ABOUT THIS EXERCISE: For every entry, output the exact wording.

INFORMATION PROVIDED:
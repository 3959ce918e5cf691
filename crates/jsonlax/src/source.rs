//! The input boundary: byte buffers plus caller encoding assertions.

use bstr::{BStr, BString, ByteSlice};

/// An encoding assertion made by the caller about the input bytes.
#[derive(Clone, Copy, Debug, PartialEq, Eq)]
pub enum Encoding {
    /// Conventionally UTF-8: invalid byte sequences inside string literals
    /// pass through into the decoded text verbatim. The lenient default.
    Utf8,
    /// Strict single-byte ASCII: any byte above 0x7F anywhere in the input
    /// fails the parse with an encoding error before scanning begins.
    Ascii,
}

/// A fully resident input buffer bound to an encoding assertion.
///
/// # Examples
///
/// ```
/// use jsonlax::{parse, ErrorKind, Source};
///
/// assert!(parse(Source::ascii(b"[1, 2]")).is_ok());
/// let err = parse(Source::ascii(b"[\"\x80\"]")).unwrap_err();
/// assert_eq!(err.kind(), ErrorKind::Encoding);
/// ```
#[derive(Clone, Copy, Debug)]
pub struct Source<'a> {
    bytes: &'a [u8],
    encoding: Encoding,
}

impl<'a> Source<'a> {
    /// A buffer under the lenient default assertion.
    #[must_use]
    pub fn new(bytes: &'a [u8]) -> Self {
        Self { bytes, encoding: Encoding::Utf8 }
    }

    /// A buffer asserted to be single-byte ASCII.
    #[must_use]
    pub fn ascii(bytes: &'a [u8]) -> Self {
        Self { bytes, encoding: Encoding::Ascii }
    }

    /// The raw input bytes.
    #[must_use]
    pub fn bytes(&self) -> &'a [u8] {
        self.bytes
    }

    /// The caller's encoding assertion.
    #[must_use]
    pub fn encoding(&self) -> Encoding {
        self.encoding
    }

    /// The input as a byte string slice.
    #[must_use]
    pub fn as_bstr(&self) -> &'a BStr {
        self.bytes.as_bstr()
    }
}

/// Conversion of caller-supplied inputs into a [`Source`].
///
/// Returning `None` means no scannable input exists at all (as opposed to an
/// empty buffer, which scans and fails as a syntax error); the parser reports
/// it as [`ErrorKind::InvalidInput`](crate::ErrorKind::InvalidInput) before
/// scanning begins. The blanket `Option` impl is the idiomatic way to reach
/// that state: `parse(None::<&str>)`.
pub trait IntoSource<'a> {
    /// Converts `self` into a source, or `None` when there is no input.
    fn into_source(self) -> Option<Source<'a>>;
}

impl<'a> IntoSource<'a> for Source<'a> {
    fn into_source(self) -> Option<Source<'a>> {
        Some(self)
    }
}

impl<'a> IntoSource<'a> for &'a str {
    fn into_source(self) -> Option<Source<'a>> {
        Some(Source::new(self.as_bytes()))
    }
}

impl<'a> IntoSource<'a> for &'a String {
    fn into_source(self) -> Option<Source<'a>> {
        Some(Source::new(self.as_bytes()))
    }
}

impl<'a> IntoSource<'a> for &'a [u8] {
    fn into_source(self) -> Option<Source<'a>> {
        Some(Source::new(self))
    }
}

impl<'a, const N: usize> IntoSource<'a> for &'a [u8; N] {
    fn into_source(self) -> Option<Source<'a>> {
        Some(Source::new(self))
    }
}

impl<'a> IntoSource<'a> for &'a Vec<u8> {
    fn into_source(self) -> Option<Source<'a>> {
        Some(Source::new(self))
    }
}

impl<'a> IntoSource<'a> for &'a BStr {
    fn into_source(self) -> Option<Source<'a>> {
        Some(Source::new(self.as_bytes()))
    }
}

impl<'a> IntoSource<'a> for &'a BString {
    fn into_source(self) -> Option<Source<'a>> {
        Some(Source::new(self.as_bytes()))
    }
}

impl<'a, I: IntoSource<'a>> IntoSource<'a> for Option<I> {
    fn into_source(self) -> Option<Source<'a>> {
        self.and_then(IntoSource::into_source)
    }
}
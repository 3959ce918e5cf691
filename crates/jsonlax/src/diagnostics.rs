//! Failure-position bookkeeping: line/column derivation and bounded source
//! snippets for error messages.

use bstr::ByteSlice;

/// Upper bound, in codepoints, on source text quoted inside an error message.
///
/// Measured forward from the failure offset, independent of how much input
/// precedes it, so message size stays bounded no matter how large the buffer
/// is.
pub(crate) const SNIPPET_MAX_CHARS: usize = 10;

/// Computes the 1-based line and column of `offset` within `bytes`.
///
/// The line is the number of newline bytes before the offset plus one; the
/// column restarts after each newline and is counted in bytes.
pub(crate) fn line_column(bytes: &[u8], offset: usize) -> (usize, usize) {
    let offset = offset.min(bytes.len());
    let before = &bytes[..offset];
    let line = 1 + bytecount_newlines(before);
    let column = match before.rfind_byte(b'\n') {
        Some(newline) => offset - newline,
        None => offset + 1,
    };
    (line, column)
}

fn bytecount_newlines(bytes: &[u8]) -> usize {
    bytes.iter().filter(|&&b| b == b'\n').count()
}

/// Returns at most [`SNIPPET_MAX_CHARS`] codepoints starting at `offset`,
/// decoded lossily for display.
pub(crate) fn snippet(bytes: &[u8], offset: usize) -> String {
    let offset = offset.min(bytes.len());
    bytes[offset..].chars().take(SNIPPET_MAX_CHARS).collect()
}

RESULT OF THIS EXERCISE:
repository 3959ce918e5cf691
filename crates/jsonlax/src/source.rs
//! The input boundary: byte buffers plus caller encoding assertions.

use bstr::{BStr, BString, ByteSlice};

/// An encoding assertion made by the caller about the input bytes.
#[derive(Clone, Copy, Debug, PartialEq, Eq)]
pub enum Encoding {
    /// Conventionally UTF-8: invalid byte sequences inside string literals
    /// pass through into the decoded text verbatim. The lenient default.
    Utf8,
    /// Strict single-byte ASCII: any byte above 0x7F anywhere in the input
    /// fails the parse with an encoding error before scanning begins.
    Ascii,
}

/// A fully resident input buffer bound to an encoding assertion.
///
/// # Examples
///
/// ```
/// use jsonlax::{parse, ErrorKind, Source};
///
/// assert!(parse(Source::ascii(b"[1, 2]")).is_ok());
/// let err = parse(Source::ascii(b"[\"\x80\"]")).unwrap_err();
/// assert_eq!(err.kind(), ErrorKind::Encoding);
/// ```
#[derive(Clone, Copy, Debug)]
pub struct Source<'a> {
    bytes: &'a [u8],
    encoding: Encoding,
}

impl<'a> Source<'a> {
    /// A buffer under the lenient default assertion.
    #[must_use]
    pub fn new(bytes: &'a [u8]) -> Self {
        Self { bytes, encoding: Encoding::Utf8 }
    }

    /// A buffer asserted to be single-byte ASCII.
    #[must_use]
    pub fn ascii(bytes: &'a [u8]) -> Self {
        Self { bytes, encoding: Encoding::Ascii }
    }

    /// The raw input bytes.
    #[must_use]
    pub fn bytes(&self) -> &'a [u8] {
        self.bytes
    }

    /// The caller's encoding assertion.
    #[must_use]
    pub fn encoding(&self) -> Encoding {
        self.encoding
    }

    /// The input as a byte string slice.
    #[must_use]
    pub fn as_bstr(&self) -> &'a BStr {
        self.bytes.as_bstr()
    }
}

/// Conversion of caller-supplied inputs into a [`Source`].
///
/// Returning `None` means no scannable input exists at all (as opposed to an
/// empty buffer, which scans and fails as a syntax error); the parser reports
/// it as [`ErrorKind::InvalidInput`](crate::ErrorKind::InvalidInput) before
/// scanning begins. The blanket `Option` impl is the idiomatic way to reach
/// that state: `parse(None::<&str>)`.
pub trait IntoSource<'a> {
    /// Converts `self` into a source, or `None` when there is no input.
    fn into_source(self) -> Option<Source<'a>>;
}

impl<'a> IntoSource<'a> for Source<'a> {
    fn into_source(self) -> Option<Source<'a>> {
        Some(self)
    }
}

impl<'a> IntoSource<'a> for &'a str {
    fn into_source(self) -> Option<Source<'a>> {
        Some(Source::new(self.as_bytes()))
    }
}

impl<'a> IntoSource<'a> for &'a String {
    fn into_source(self) -> Option<Source<'a>> {
        Some(Source::new(self.as_bytes()))
    }
}

impl<'a> IntoSource<'a> for &'a [u8] {
    fn into_source(self) -> Option<Source<'a>> {
        Some(Source::new(self))
    }
}

impl<'a, const N: usize> IntoSource<'a> for &'a [u8; N] {
    fn into_source(self) -> Option<Source<'a>> {
        Some(Source::new(self))
    }
}

impl<'a> IntoSource<'a> for &'a Vec<u8> {
    fn into_source(self) -> Option<Source<'a>> {
        Some(Source::new(self))
    }
}

impl<'a> IntoSource<'a> for &'a BStr {
    fn into_source(self) -> Option<Source<'a>> {
        Some(Source::new(self.as_bytes()))
    }
}

impl<'a> IntoSource<'a> for &'a BString {
    fn into_source(self) -> Option<Source<'a>> {
        Some(Source::new(self.as_bytes()))
    }
}

impl<'a, I: IntoSource<'a>> IntoSource<'a> for Option<I> {
    fn into_source(self) -> Option<Source<'a>> {
        self.and_then(IntoSource::into_source)
    }
}
repository 3959ce918e5cf691
filename crates/jsonlax/src/diagnostics.rs
//! Failure-position bookkeeping: line/column derivation and bounded source
//! snippets for error messages.

use bstr::ByteSlice;

/// Upper bound, in codepoints, on source text quoted inside an error message.
///
/// Measured forward from the failure offset, independent of how much input
/// precedes it, so message size stays bounded no matter how large the buffer
/// is.
pub(crate) const SNIPPET_MAX_CHARS: usize = 10;

/// Computes the 1-based line and column of `offset` within `bytes`.
///
/// The line is the number of newline bytes before the offset plus one; the
/// column restarts after each newline and is counted in bytes.
pub(crate) fn line_column(bytes: &[u8], offset: usize) -> (usize, usize) {
    let offset = offset.min(bytes.len());
    let before = &bytes[..offset];
    let line = 1 + bytecount_newlines(before);
    let column = match before.rfind_byte(b'\n') {
        Some(newline) => offset - newline,
        None => offset + 1,
    };
    (line, column)
}

fn bytecount_newlines(bytes: &[u8]) -> usize {
    bytes.iter().filter(|&&b| b == b'\n').count()
}

/// Returns at most [`SNIPPET_MAX_CHARS`] codepoints starting at `offset`,
/// decoded lossily for display.
pub(crate) fn snippet(bytes: &[u8], offset: usize) -> String {
    let offset = offset.min(bytes.len());
    bytes[offset..].chars().take(SNIPPET_MAX_CHARS).collect()
}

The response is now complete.